Place of residence: Rural residence was also identified as an associated factor by Kangulu et al in 2016 with 3.7 times more risk of in utero fetal death [4] unlike our study which showed that majority of the patients resided in urban area (79.4%) and this was not associated with in utero fetal death.

Factors associated with in utero fetal death

Marital status: Single women were the most affected in our series (85.7%) which is comparable to the study conducted in Guinea in 2018 by Soumah et al [3] who found 79.3% of single women in their population. We found during our study that unmarried women were 4.9 times more likely to have a fetal death in utero. This phenomenon could be explained by the fact that they were carrying an unwanted pregnancy and found themselves without any financial assistance due to the abandonment of the parents and/or the genitor, and were therefore unable to carry out their prenatal follow-up correctly

History of fetal death in utero: A history of fetal death in utero is a significant associated factor of fetal death in utero.
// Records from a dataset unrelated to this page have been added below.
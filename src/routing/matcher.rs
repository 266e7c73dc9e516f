//! Endpoint pattern matching logic.
//!
//! # Responsibilities
//! - Canonicalize the request path (collapse duplicate slashes)
//! - Match method and path against a single endpoint pattern
//!
//! # Design Decisions
//! - Method comparison is exact
//! - Path comparison is exact and case-sensitive after canonicalization
//! - No regex, no globbing, no trailing-slash normalization

use std::borrow::Cow;

use axum::http::Method;

/// Named endpoints exposed by the API.
#[derive(Debug, Clone, Copy, PartialEq, Eq, Hash)]
pub enum Endpoint {
    Public,
    Protected,
    Admin,
}

impl Endpoint {
    pub fn as_str(&self) -> &'static str {
        match self {
            Endpoint::Public => "public",
            Endpoint::Protected => "protected",
            Endpoint::Admin => "admin",
        }
    }
}

/// A registered (method, path) pair and whether it needs a bearer token.
#[derive(Debug, Clone, PartialEq, Eq)]
pub struct EndpointPattern {
    pub endpoint: Endpoint,
    pub method: Method,
    pub path: &'static str,
    pub requires_auth: bool,
}

impl EndpointPattern {
    /// Returns true if `method` and the already canonical `path` match exactly.
    pub fn matches(&self, method: &Method, path: &str) -> bool {
        self.method == *method && self.path == path
    }
}

/// Collapse runs of `/` into a single slash.
///
/// Borrows when the path is already canonical.
pub fn canonicalize_path(path: &str) -> Cow<'_, str> {
    if !path.contains("//") {
        return Cow::Borrowed(path);
    }

    let mut out = String::with_capacity(path.len());
    let mut prev_slash = false;
    for c in path.chars() {
        if c == '/' {
            if prev_slash {
                continue;
            }
            prev_slash = true;
        } else {
            prev_slash = false;
        }
        out.push(c);
    }
    Cow::Owned(out)
}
These results were confirmed in two meta-analyses by Flenady including five studies and finding a 2.6-fold increase in the risk of death in subsequent pregnancies (95% CI 1.5-4.5) [10]. Our study found that a history of fetal death in utero multiplies the risk of fetal death in the next pregnancy by 3.4 [1.2-9.8] with a significant p value of 0.019.

Parity: We found nulliparous as a factor associated with in utero fetal death which multiplied the risk by 2.1. Flénady et al. in 2011[10] showed that there was an increased risk of fetal death of 1.42 (95% CI 1.33-1.51) . These patients represent a population more exposed to certain pathologies such as pre-eclampsia which is a cause of fetal death in utero.
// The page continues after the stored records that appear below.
//! Configuration management subsystem.
//!
//! # Data Flow
//! ```text
//! config file (TOML, optional)
//!     → loader.rs (parse & deserialize)
//!     → loader.rs (PORT / AUTH0_* / CLIENT_ORIGIN_URL overrides)
//!     → validation.rs (semantic checks)
//!     → ServerConfig (validated, immutable)
//!     → passed explicitly to each component constructor
//! ```
//!
//! # Design Decisions
//! - Config is read once at startup; there is no hot reload
//! - All fields have defaults to allow minimal configs
//! - Validation separates syntactic (serde) from semantic checks

pub mod loader;
pub mod schema;
pub mod validation;

pub use loader::{load_config, ConfigError};
pub use schema::AuthConfig;
pub use schema::CorsConfig;
pub use schema::ListenerConfig;
pub use schema::LogFormat;
pub use schema::ObservabilityConfig;
pub use schema::ServerConfig;
//! Endpoint table and lookup.
//!
//! # Responsibilities
//! - Hold the statically built endpoint table
//! - Look up the pattern matching a request method and path
//! - Return matched pattern or explicit no-match
//!
//! # Design Decisions
//! - Immutable after construction (thread-safe without locks)
//! - O(n) scan; the table has three entries
//! - Explicit no-match (reported as not-found) rather than silent default

use axum::http::Method;

use crate::routing::matcher::{canonicalize_path, Endpoint, EndpointPattern};

pub const PUBLIC_PATH: &str = "/api/messages/public";
pub const PROTECTED_PATH: &str = "/api/messages/protected";
pub const ADMIN_PATH: &str = "/api/messages/admin";

/// Classifies requests against the registered endpoint patterns.
#[derive(Debug, Clone)]
pub struct PathMatcher {
    patterns: Vec<EndpointPattern>,
}

impl PathMatcher {
    /// Build a matcher over an explicit, ordered pattern list.
    pub fn new(patterns: Vec<EndpointPattern>) -> Self {
        Self { patterns }
    }

    /// The message API: one public endpoint and two that require a token.
    pub fn messages_api() -> Self {
        Self::new(vec![
            EndpointPattern {
                endpoint: Endpoint::Public,
                method: Method::GET,
                path: PUBLIC_PATH,
                requires_auth: false,
            },
            EndpointPattern {
                endpoint: Endpoint::Protected,
                method: Method::GET,
                path: PROTECTED_PATH,
                requires_auth: true,
            },
            EndpointPattern {
                endpoint: Endpoint::Admin,
                method: Method::GET,
                path: ADMIN_PATH,
                requires_auth: true,
            },
        ])
    }

    /// First pattern matching `method` and the canonical form of `path`.
    pub fn match_route(&self, method: &Method, path: &str) -> Option<&EndpointPattern> {
        let path = canonicalize_path(path);
        self.patterns.iter().find(|p| p.matches(method, &path))
    }

    pub fn patterns(&self) -> &[EndpointPattern] {
        &self.patterns
    }
}

impl Default for PathMatcher {
    fn default() -> Self {
        Self::messages_api()
    }
}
Pregnancy monitoring: Poor pregnancy monitoring increases the risk of in utero fetal death [5, 11]. The new recommendations of the World Health Organization state that at least eight good quality prenatal visits should be made. Pregnancy follow-up should be done by a gynecologist, intermittent preventive treatment should be taken every month from sixteen weeks of amenorrhea with at least three doses. In our context, these new recommendations are not yet really applied and we still consider the four refocused consultations. This justifies the fact that we have had fewer than four prenatal consultations and less than three doses of intermittent malaria treatment and being followed by a midwife who is not suitable for consultation as a factor associated with fetal death in utero.
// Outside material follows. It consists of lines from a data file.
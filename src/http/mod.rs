//! HTTP protocol handling subsystem.
//!
//! # Data Flow
//! ```text
//! TCP connection
//!     → server.rs (Axum setup, middleware pipeline)
//!     → request.rs (request ID, request span)
//!     → [security: headers, CORS, authorization gate]
//!     → handlers.rs (message endpoints)
//!     → response.rs (uniform JSON errors)
//!     → Send to client
//! ```

pub mod handlers;
pub mod request;
pub mod response;
pub mod server;

pub use handlers::AppState;
pub use request::{UuidRequestId, X_REQUEST_ID};
pub use response::{ApiError, ErrorMessage};
pub use server::{HttpServer, ServerError};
Fetal characteristics: Our study was able to establish an association between prematurity and fetal death in utero. Prematurity was associated with fetal death in utero in 69.0% of cases. This result is comparable to that found by Andriamandimbison et al. in Madagascar in 2013, who showed that fetal death in utero was associated with prematurity in 64.4% of cases [5]. This is due to the fact that when fetal death is diagnosed the delivery was done at that gestational age. Fetal weight was associated with in utero fetal death when the weight was less than 2500g and increased the risk by 6.7 times. Tensay et al in 2017 in his study on determinants of in utero fetal death found that fetuses with weight less than 2500g died more compared to those with weight more than 2500g (OR = 0.27, 95% CI 0.14-0.53) [12]. Our results can be explained by the fact that the weight depends on the gestational age and the majority of our cases of fetal death in utero were premature babies who could not reach the normal weight of a full term fetus which is 2500g and also the occurrence of hypertensive pathology which can cause fetal suffering and impede fetal growth.

Limitations of the study: Inability to verify the veracity of information derived from the interview.

This study was conducted to investigate the factors associated with fetal death in utero at the Yaounde Gynaecological-Obstetric and Paediatric Hospital. It was found that the associated factors are: celibacy, less than four prenatal contacts and follow-up by a midwife. Any pregnant woman presenting these factors must benefit from a closer follow -up by respecting the schedule of prenatal consultations as recommended by WHO and be followed by a gynaecologist or a better trained midwife.